Supplied records ->
*** Begin section ***

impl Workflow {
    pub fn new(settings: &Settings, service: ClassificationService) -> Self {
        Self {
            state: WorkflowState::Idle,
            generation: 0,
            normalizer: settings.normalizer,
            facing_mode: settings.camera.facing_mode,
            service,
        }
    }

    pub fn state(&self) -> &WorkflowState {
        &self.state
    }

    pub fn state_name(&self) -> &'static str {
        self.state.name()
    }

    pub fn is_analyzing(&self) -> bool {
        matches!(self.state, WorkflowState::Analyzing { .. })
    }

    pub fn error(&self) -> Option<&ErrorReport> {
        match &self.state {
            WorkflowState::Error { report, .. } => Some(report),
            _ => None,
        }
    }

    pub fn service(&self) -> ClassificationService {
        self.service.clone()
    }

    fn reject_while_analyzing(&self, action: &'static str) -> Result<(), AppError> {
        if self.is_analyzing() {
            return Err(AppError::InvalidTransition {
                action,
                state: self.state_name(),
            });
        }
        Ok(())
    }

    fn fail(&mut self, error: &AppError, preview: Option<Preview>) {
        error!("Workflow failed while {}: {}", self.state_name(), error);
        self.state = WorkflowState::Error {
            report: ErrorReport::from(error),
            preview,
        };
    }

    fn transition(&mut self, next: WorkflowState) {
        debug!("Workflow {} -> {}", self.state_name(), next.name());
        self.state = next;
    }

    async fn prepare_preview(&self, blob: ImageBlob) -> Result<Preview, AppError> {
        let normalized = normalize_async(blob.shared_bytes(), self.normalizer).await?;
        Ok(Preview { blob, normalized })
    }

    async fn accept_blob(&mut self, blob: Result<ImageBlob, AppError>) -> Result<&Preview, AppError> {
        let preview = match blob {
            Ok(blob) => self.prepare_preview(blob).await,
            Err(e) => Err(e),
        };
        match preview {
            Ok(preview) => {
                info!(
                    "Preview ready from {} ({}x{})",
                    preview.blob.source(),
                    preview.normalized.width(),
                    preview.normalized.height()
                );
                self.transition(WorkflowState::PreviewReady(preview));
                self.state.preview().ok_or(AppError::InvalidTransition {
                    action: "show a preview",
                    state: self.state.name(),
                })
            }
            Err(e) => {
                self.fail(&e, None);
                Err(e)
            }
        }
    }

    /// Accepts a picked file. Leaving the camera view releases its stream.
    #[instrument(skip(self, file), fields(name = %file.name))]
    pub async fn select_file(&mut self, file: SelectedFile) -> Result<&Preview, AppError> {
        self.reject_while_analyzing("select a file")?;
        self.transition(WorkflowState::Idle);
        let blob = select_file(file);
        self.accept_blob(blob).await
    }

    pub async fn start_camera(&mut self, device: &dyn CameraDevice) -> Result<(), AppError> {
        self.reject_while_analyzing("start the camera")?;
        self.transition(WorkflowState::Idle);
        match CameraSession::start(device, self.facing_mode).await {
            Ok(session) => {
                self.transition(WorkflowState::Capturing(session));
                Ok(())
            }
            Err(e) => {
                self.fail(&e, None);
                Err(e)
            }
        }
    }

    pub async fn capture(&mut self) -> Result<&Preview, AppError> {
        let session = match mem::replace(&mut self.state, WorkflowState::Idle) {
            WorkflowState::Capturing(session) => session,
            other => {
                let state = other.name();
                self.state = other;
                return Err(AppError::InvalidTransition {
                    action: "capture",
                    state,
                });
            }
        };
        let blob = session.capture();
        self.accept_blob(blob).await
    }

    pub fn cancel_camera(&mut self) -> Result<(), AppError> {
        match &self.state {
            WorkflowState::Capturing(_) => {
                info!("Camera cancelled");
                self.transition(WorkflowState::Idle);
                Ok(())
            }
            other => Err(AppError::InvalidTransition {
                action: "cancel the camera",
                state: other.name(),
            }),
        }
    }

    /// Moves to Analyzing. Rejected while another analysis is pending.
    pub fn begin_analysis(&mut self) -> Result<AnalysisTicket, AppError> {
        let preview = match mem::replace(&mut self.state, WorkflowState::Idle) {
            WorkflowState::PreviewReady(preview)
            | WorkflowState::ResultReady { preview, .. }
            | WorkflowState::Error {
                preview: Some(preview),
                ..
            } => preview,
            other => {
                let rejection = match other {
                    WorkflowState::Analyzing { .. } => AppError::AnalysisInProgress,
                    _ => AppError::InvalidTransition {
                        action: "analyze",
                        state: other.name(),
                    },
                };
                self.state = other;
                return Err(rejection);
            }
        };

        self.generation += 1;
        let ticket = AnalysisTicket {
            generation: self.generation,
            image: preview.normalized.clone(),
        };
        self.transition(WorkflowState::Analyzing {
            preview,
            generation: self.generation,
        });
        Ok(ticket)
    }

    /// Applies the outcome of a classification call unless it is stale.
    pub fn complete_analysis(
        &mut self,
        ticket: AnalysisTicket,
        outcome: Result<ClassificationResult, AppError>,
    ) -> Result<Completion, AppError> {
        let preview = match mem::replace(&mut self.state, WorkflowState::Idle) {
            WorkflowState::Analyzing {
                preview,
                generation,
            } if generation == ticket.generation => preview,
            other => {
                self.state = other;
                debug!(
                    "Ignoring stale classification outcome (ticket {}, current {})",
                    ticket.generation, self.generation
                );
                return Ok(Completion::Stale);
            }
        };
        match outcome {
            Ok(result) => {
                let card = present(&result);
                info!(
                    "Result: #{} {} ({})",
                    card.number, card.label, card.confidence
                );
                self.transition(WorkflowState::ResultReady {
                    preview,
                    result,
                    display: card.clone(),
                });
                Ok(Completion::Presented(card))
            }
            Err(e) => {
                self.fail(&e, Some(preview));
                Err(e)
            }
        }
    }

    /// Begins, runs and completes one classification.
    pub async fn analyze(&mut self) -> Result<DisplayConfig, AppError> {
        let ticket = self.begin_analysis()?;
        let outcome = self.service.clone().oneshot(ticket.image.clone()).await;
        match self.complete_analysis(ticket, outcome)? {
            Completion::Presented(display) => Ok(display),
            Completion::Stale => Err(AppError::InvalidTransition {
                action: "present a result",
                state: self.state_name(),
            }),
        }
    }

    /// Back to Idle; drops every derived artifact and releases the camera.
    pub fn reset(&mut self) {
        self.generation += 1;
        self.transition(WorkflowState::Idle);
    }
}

*** End section ***

Work to complete -> Each line of the records that holds the word "normalizer" should be copied out.

Written answer ->
            normalizer: settings.normalizer,
        let normalized = normalize_async(blob.shared_bytes(), self.normalizer).await?;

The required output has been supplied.